What the probe actually does
StillOnline workers issue a scheduled GET (or the method you configure) to the exact URL in the check. On Free, evaluation is primarily status code vs your expected code (typically 200). The probe is not a browser: it does not run JavaScript, solve challenges, or log into your app.
| Probe sees | You might think | Reality for users |
|---|---|---|
200 on / | Site is fine | Marketing page loads; app API is down |
200 after redirects to /login | “Reachable” | Product requires auth; health lied |
301/302 chain | “Eventually OK” | Wrong final URL or timeout on long chains |
403/503 from WAF | Down (good) | Real block—but tune so health is exempt |
Deeper endpoint design: health endpoint design.
Redirects: common mistakes
Redirects are valid for browsers; monitors need a stable final URL.
- HTTP → HTTPS — fine if one hop lands on 200.
- www vs apex — pick one canonical host for the check.
- Regional or locale redirects — can send probes to unexpected paths.
- “Upgrade” redirects during incidents — avoid pointing the check at a status blog URL.
Test like a probe:
curl -sS -o /dev/null -w "%{http_code} final:%{url_effective}\n" -L --max-redirs 5 "https://api.yourproduct.com/health"
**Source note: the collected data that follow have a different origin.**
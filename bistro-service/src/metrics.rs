use anyhow::Result;
use axum::body::Body;
use axum::extract::{Request, State};
use axum::http::{header, HeaderValue, StatusCode};
use axum::middleware::Next;
use axum::response::Response;
use common_http_errors::ERROR_CODE_HEADER;
use prometheus::{Encoder, IntCounter, IntCounterVec, Opts, Registry, TextEncoder};

use crate::AppState;

#[derive(Clone)]
pub struct ServiceMetrics {
    registry: Registry,
    tokens_issued: IntCounter,
    registrations: IntCounterVec,
    access_denied: IntCounterVec,
    http_errors: IntCounterVec,
}

impl ServiceMetrics {
    pub fn new() -> Result<Self> {
        let registry = Registry::new();

        let tokens_issued = IntCounter::new(
            "bistro_tokens_issued_total",
            "Count of bearer tokens issued",
        )?;
        registry.register(Box::new(tokens_issued.clone()))?;

        let registrations = IntCounterVec::new(
            Opts::new(
                "bistro_registrations_total",
                "Count of user registration calls grouped by outcome",
            ),
            &["outcome"],
        )?;
        registry.register(Box::new(registrations.clone()))?;

        let access_denied = IntCounterVec::new(
            Opts::new(
                "bistro_access_denied_total",
                "Count of authenticated requests denied by ownership or role checks",
            ),
            &["reason"],
        )?;
        registry.register(Box::new(access_denied.clone()))?;

        let http_errors = IntCounterVec::new(
            Opts::new(
                "http_errors_total",
                "Count of HTTP error responses emitted (status >= 400)",
            ),
            &["code", "status"],
        )?;
        registry.register(Box::new(http_errors.clone()))?;

        Ok(Self {
            registry,
            tokens_issued,
            registrations,
            access_denied,
            http_errors,
        })
    }

    pub fn token_issued(&self) {
        self.tokens_issued.inc();
    }

    pub fn registration(&self, outcome: &str) {
        self.registrations.with_label_values(&[outcome]).inc();
    }

    pub fn access_denied(&self, reason: &str) {
        self.access_denied.with_label_values(&[reason]).inc();
    }

    pub fn http_error(&self, code: &str, status: StatusCode) {
        self.http_errors
            .with_label_values(&[code, status.as_str()])
            .inc();
    }

    pub fn render(&self) -> Result<Response> {
        let encoder = TextEncoder::new();
        let metric_families = self.registry.gather();
        let mut buffer = Vec::new();
        encoder.encode(&metric_families, &mut buffer)?;
        let response = Response::builder()
            .status(StatusCode::OK)
            .header(
                header::CONTENT_TYPE,
                HeaderValue::from_static("text/plain; version=0.0.4"),
            )
            .body(Body::from(buffer))?;
        Ok(response)
    }
}

/// Counts every error response by its `X-Error-Code` header. Responses
/// produced outside `ApiError` (extractor rejections) count as `unclassified`.
pub async fn track_http_errors(State(state): State<AppState>, request: Request, next: Next) -> Response {
    let response = next.run(request).await;
    let status = response.status();
    if status.is_client_error() || status.is_server_error() {
        let code = response
            .headers()
            .get(ERROR_CODE_HEADER)
            .and_then(|value| value.to_str().ok())
            .unwrap_or("unclassified");
        state.metrics.http_error(code, status);
    }
    response
}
Expect 200 and a sensible final: URL. If you need more than a few hops, fix routing instead of raising redirect limits in your head.
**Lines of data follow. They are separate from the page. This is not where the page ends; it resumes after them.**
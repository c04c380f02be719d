use axum::{Json, Router, routing::get};
use utils::response::ApiResponse;

use crate::AppState;

pub fn router() -> Router<AppState> {
    Router::new().route("/api/health", get(health))
}

async fn health() -> Json<ApiResponse<&'static str>> {
    Json(ApiResponse::success("ok"))
}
Platform notes: Vercel · Cloudflare Workers.
Antibot, WAF, and “challenge” pages
Cloudflare “Under attack” mode, some bot management rules, and generic WAF templates may return 200 with a challenge HTML body to non-browser clients—or block probes with 403.
Practical fixes:
- Dedicated health path on the API subdomain with lighter rules (allow known monitor user-agents only if your provider supports it; document the change).
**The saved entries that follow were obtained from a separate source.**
use axum::{
    Extension, Json, Router,
    extract::{Query, State},
    middleware::from_fn_with_state,
    routing::{get, patch},
};
use chrono::{Duration, NaiveDate, Utc};
use db::models::{record::Record, user::User};
use db::types::VisitStatus;
use serde::Deserialize;
use serde_json::{Value, json};
use services::services::funnel;
use utils::response::ApiResponse;

use crate::{
    AppState,
    error::ApiError,
    http::auth::{CurrentUser, require_admin},
    middleware::model_loaders::load_record_middleware,
};

const VISIT_PAGE_SIZE: u64 = 15;

pub fn router(state: &AppState) -> Router<AppState> {
    Router::new()
        .route(
            "/api/visit/{id}",
            patch(set_visit)
                .layer(from_fn_with_state(state.clone(), load_record_middleware)),
        )
        .route("/api/admin/visits", get(pending_visits))
        .route("/api/admin/visited-records", get(visited_records))
        .route("/api/admin/visit-stats", get(visit_stats))
        .route("/api/admin/progress", get(daily_progress))
}

#[derive(Debug, Deserialize)]
struct SetVisitRequest {
    status: VisitStatus,
}

async fn set_visit(
    State(state): State<AppState>,
    Extension(CurrentUser(user)): Extension<CurrentUser>,
    Extension(record): Extension<Record>,
    Json(payload): Json<SetVisitRequest>,
) -> Result<Json<ApiResponse<Record>>, ApiError> {
    require_admin(&user)?;
    let updated =
        funnel::set_visit_status(&state.db.conn, record.id, payload.status, user.id).await?;
    Ok(Json(ApiResponse::success(updated)))
}

#[derive(Debug, Deserialize)]
struct VisitPageQuery {
    page: Option<u64>,
    search_name: Option<String>,
    search_phone: Option<String>,
}

async fn funnel_page_response(
    state: &AppState,
    visit: VisitStatus,
    query: VisitPageQuery,
) -> Result<Json<ApiResponse<Value>>, ApiError> {
    let db = &state.db.conn;
    let page = query.page.unwrap_or(1).max(1);
    let result = Record::funnel_page(
        db,
        visit,
        page,
        VISIT_PAGE_SIZE,
        query.search_name.as_deref(),
        query.search_phone.as_deref(),
    )
    .await?;

    let caller_ids: Vec<i64> = result.records.iter().filter_map(|r| r.caller_id).collect();
    let names = User::names_by_ids(db, &caller_ids).await?;
    let records: Vec<Value> = result
        .records
        .iter()
        .map(|record| {
            let caller_name = record
                .caller_id
                .and_then(|id| names.get(&id).cloned())
                .unwrap_or_else(|| "Unknown".to_string());
            json!({
                "record": record,
                "caller_name": caller_name,
            })
        })
        .collect();

    Ok(Json(ApiResponse::success(json!({
        "records": records,
        "total_items": result.total_items,
        "total_pages": result.total_pages,
        "page": result.page,
    }))))
}

/// Responded records still awaiting a visit decision.
async fn pending_visits(
    State(state): State<AppState>,
    Extension(CurrentUser(user)): Extension<CurrentUser>,
    Query(query): Query<VisitPageQuery>,
) -> Result<Json<ApiResponse<Value>>, ApiError> {
    require_admin(&user)?;
    funnel_page_response(&state, VisitStatus::Pending, query).await
}

async fn visited_records(
    State(state): State<AppState>,
    Extension(CurrentUser(user)): Extension<CurrentUser>,
    Query(query): Query<VisitPageQuery>,
) -> Result<Json<ApiResponse<Value>>, ApiError> {
    require_admin(&user)?;
    funnel_page_response(&state, VisitStatus::Visited, query).await
}

async fn caller_stats(
    state: &AppState,
    caller_id: Option<i64>,
) -> Result<Value, ApiError> {
    let db = &state.db.conn;
    let responses = Record::count_responded(db, caller_id).await?;
    let visited = Record::count_visit(db, caller_id, VisitStatus::Visited).await?;
    let confirmed = Record::count_visit(db, caller_id, VisitStatus::Confirmed).await?;
    let declined = Record::count_visit(db, caller_id, VisitStatus::Declined).await?;
    let pending = Record::count_pending_responded(db, caller_id).await?;
    let visits_done = visited + confirmed;
    let conversion_rate = if responses > 0 {
        confirmed as f64 / responses as f64 * 100.0
    } else {
        0.0
    };
    Ok(json!({
        "responses": responses,
        "visited": visited,
        "confirmed": confirmed,
        "declined": declined,
        "pending": pending,
        "visits_done": visits_done,
        "conversion_rate": conversion_rate,
    }))
}

/// Funnel counters per caller plus the overall totals.
async fn visit_stats(
    State(state): State<AppState>,
    Extension(CurrentUser(user)): Extension<CurrentUser>,
) -> Result<Json<ApiResponse<Value>>, ApiError> {
    require_admin(&user)?;
    let callers = User::find_callers(&state.db.conn).await?;
    let mut per_caller = Vec::with_capacity(callers.len());
    for caller in &callers {
        let stats = caller_stats(&state, Some(caller.id)).await?;
        per_caller.push(json!({
            "caller_id": caller.id,
            "caller_name": caller.name,
            "stats": stats,
        }));
    }
    let overall = caller_stats(&state, None).await?;
    Ok(Json(ApiResponse::success(json!({
        "callers": per_caller,
        "overall": overall,
    }))))
}

#[derive(Debug, Deserialize)]
struct ProgressQuery {
    date: Option<String>,
}

/// Responses each caller recorded on the given day (default today) against
/// their total assignment.
async fn daily_progress(
    State(state): State<AppState>,
    Extension(CurrentUser(user)): Extension<CurrentUser>,
    Query(query): Query<ProgressQuery>,
) -> Result<Json<ApiResponse<Value>>, ApiError> {
    require_admin(&user)?;
    let date = match query.date.as_deref().map(str::trim).filter(|d| !d.is_empty()) {
        Some(raw) => NaiveDate::parse_from_str(raw, "%Y-%m-%d")
            .map_err(|_| ApiError::BadRequest(format!("Invalid date: {raw}")))?,
        None => Utc::now().date_naive(),
    };
    let start = date
        .and_hms_opt(0, 0, 0)
        .ok_or_else(|| ApiError::BadRequest(format!("Invalid date: {date}")))?
        .and_utc();
    let end = start + Duration::days(1);

    let db = &state.db.conn;
    let callers = User::find_callers(db).await?;
    let mut progress = Vec::with_capacity(callers.len());
    for caller in &callers {
        let responses_today =
            Record::count_responded_between(db, caller.id, start, end).await?;
        let total_assigned = Record::count_by_caller(db, caller.id).await?;
        progress.push(json!({
            "caller_id": caller.id,
            "caller_name": caller.name,
            "responses_today": responses_today,
            "total_assigned": total_assigned,
        }));
    }
    Ok(Json(ApiResponse::success(json!({
        "date": date.to_string(),
        "callers": progress,
    }))))
}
- Never use the marketing homepage as the only check when it sits behind aggressive bot protection.
- Separate “marketing up” vs “API up” when you upgrade to Pro and add a second check.
StillOnline does not bypass CAPTCHAs or execute JS challenges in v1. If the only public URL is behind interactive protection, fix infrastructure—not the monitor.
StillOnline setup after you fix the URL
- Implement health URL quickstart.
- Start free → add check → GET → expect 200.
- Wait 2–3 intervals (5 min on Free) before calling an incident green.
- Turn on Telegram owner alerts so false greens are caught by humans reading the body once.
For scripted verification, use public status JSON alongside the probe.
Related guides
- Health check URL quickstart
- Health endpoint design: /health vs /ready
- API-only SaaS: what to monitor
- Side project production monitoring checklist
FAQ
Why does StillOnline show operational when my site shows a Cloudflare challenge?
The probe received your configured expected status code (often 200) on the URL you registered—challenge pages can return 200 to non-browser clients. Point the check at an API health path with WAF rules that allow probes, or relax protection on that path only. StillOnline does not render JavaScript or solve CAPTCHAs in v1.
Should I register the URL before or after redirects?
Register the final URL that should return 200 when healthy—usually https://api.example.com/health, not http://example.com if that only 301s. Test with curl -L from outside your network before saving the check.
Can StillOnline follow redirects on health checks?
Probes follow redirects like typical HTTP clients up to normal limits; long or circular chains cause flaky results. Best practice: one canonical HTTPS URL with a direct 200. See health endpoint design.
Does StillOnline let me send custom headers to bypass antibot?
Not as a documented customer feature on Free—configure your edge so /health (or your chosen path) is reachable to external GETs without secrets. Do not put API keys in health URLs.
My check is red but the site works in Chrome—what now?
Browsers run JS and cookies; probes do not. Compare status code and final URL with curl -L. Fix auth on the health route, redirects, or WAF rules—then update the StillOnline check URL in the same change.
Telegram alerts when redirects flip after a deploy?
Yes—once owner alerts are on (Telegram via StillOnline bot), a failed probe pages you even if the marketing site still loads. Update the check URL when you change domains or paths.